Monday, Dec 10, 2018 Author: Hera Diani
Increasing teachers’ welfare has been a priority focus of Indonesian Government efforts to strengthen education and reduce poverty and inequality. National and district governments have allocated 20 percent of their budgets to improve education access and quality.
Yet recent studies* show that improved teachers’ welfare has not led to better student learning outcomes, and that the rate of teacher’s absenteeism in rural and remote areas remains high.
To improve teachers’ attendance the KIAT Guru pilot empowers communities to hold teachers accountable via User Committees (KPLs). The KIAT Guru pilot program was initiated by the National Team for the Acceleration of Poverty Reduction under the Secretariat of the Vice President of Indonesia Office (TNP2K) in collaboration with the Ministry of Education and Culture.
The pilot is a collaboration between the Ministry of Education and Culture, the National Team for the Acceleration of Poverty Reduction (TNP2K), and governments of five districts with disadvantaged villages. Yayasan BaKTI implements the program with technical supports from the World Bank and funding from the Government of Australia and USAID.
How KIAT Guru User Committees Work
Teachers are held accountable through agreements between KPLs and teachers. Agreements prioritize bottom-up service indicators to improve student learning environments.
In some pilot schools, KIAT Guru applies a performance-based pay mechanism to teachers’ remote area allowances. Performance-based pay is based either on the KPL’s verification of teachers’ presence, or the KPL’s score on teacher’s service performance.
KPLs are elected by the parents and community members. They are comprised of nine members – six parents of students and three community figures. To ensure gender balance at least half of KPL members must be women.
Many KPL members have only graduated from elementary schools—some have never received formal education. Unsurprisingly, parents in the KPL in Kumpang Tengah Village (Landak District in West Kalimantan province) were taken aback when they were assigned to evaluate teachers and test school children.

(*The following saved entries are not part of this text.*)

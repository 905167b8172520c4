use chrono::{TimeZone, Utc};
use factsign_canonical::{base58_encode, OperationHash};
use factsign_core::{
    verify_fact_signs, verify_operation_hash, FixedClock, KeyWithSuffix, OperationSigner,
    SignVerdict, SignerConfig,
};
use factsign_schemas::Operation;
use serde_json::json;

fn make_operation() -> Operation {
    serde_json::from_value(json!({
        "_hint": "test-operation",
        "memo": "hello",
        "fact": { "hash": base58_encode(b"fact-hash-bytes") },
        "fact_signs": []
    }))
    .unwrap()
}

fn make_signer(seed: u8, network_id: &str) -> OperationSigner<FixedClock> {
    OperationSigner::with_clock(
        SignerConfig::new(network_id),
        KeyWithSuffix::new(base58_encode([seed; 32]) + "spr"),
        FixedClock(Utc.with_ymd_and_hms(2024, 1, 1, 0, 0, 0).unwrap()),
    )
}

fn make_signed() -> Operation {
    let once = make_signer(1, "net").sign(&make_operation()).unwrap();
    make_signer(2, "net").sign(&once).unwrap()
}

#[test]
fn signed_operation_verifies() {
    let signed = make_signed();
    assert!(verify_operation_hash(&signed).unwrap());
    assert_eq!(
        verify_fact_signs(&signed, "net").unwrap(),
        vec![SignVerdict::Ok, SignVerdict::Ok]
    );
}

#[test]
fn other_network_fails_signature_check() {
    let signed = make_signed();
    assert_eq!(
        verify_fact_signs(&signed, "other").unwrap(),
        vec![SignVerdict::BadSignature, SignVerdict::BadSignature]
    );
}

#[test]
fn tampered_memo_fails_hash_check() {
    let mut signed = make_signed();
    signed.memo.push('!');
    assert!(!verify_operation_hash(&signed).unwrap());
}

#[test]
fn reordered_fact_signs_fail_hash_check() {
    let mut signed = make_signed();
    signed.fact_signs.swap(0, 1);
    assert!(!verify_operation_hash(&signed).unwrap());
    // Each entry is still individually valid.
    assert_eq!(
        verify_fact_signs(&signed, "net").unwrap(),
        vec![SignVerdict::Ok, SignVerdict::Ok]
    );
}

#[test]
fn missing_hash_does_not_verify() {
    let mut signed = make_signed();
    signed.hash = None;
    assert!(!verify_operation_hash(&signed).unwrap());
    signed.hash = Some(OperationHash::of(b"wrong"));
    assert!(!verify_operation_hash(&signed).unwrap());
}

#[test]
fn unknown_signer_suffix_is_reported() {
    let mut signed = make_signed();
    signed.fact_signs[0].signer = "abcdefgxyz".into();
    assert_eq!(
        verify_fact_signs(&signed, "net").unwrap()[0],
        SignVerdict::UnsupportedSigner
    );
}

#[test]
fn swapped_signer_is_bad_signature() {
    let mut signed = make_signed();
    let other = signed.fact_signs[1].signer.clone();
    signed.fact_signs[0].signer = other;
    assert_eq!(
        verify_fact_signs(&signed, "net").unwrap()[0],
        SignVerdict::BadSignature
    );
}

“At first, they said, ‘How can we do it? I didn’t go to school. I’m an elementary school dropout. I can only read. How can I test the children and evaluate teachers?’” said Bagas Suharjo, Community Facilitator at the Landak District.
Initial pilot findings suggest appropriate awareness, capacity building, monitoring instruments and legal support can empower communities to hold teachers accountable.
“Community empowerment has impacts on the quality of teacher service and students’ learning outcomes,” said Marliyanti, Community Development Officer at TNP2K.
“This mechanism, however, requires some prerequisites on the capacity of community facilitators and community members themselves, as well as the commitment of stakeholders from village-to-national level to support with regulations and financial resources,” cautioned Marliyanti.
Community Responses—Impact of KIAT Guru Pilot
Villagers in Landak District said the pilot helped them realize how low the quality of education in their area was.
“I don’t understand how students in Grade 5 and Grade 6 are still like those in Grade 1. They don’t know the alphabets, they can’t read...
I’m so grateful for KIAT Guru activities. I think we have to work as hard as we can because who else can do it but us,” said Yohannes Amtas, Head of KPL at Wana Bakti Village.
Martius, the Head of Kumpang Tengah Village, said KIAT Guru had helped people understand that community support plays a critical role in improving the quality of education.
“The community assigns KPL, not the school. Villagers decide on the representative to evaluate teachers’ performance,” he said.
Parents are also increasingly aware of their own roles in improving their children’s education.
“Previously, parents at home did not pay attention to how the children studied at home. The parents did not bother to provide learning tools, like a desk or a room for children to use.
After KIAT Guru, all parents are now paying attention to the learning process of their children. They signed the home work done by their children,” said Novi, KPL member of Wana Bakti Village.
* A UNICEF study (2012) revealed that the lack of supervision in these areas resulted in higher teacher absenteeism; A study on teacher absenteeism by the Analytical and Capacity Development Partnership (ACDP) (2014) found that one in five teachers was absent from remote schools—double the national rate.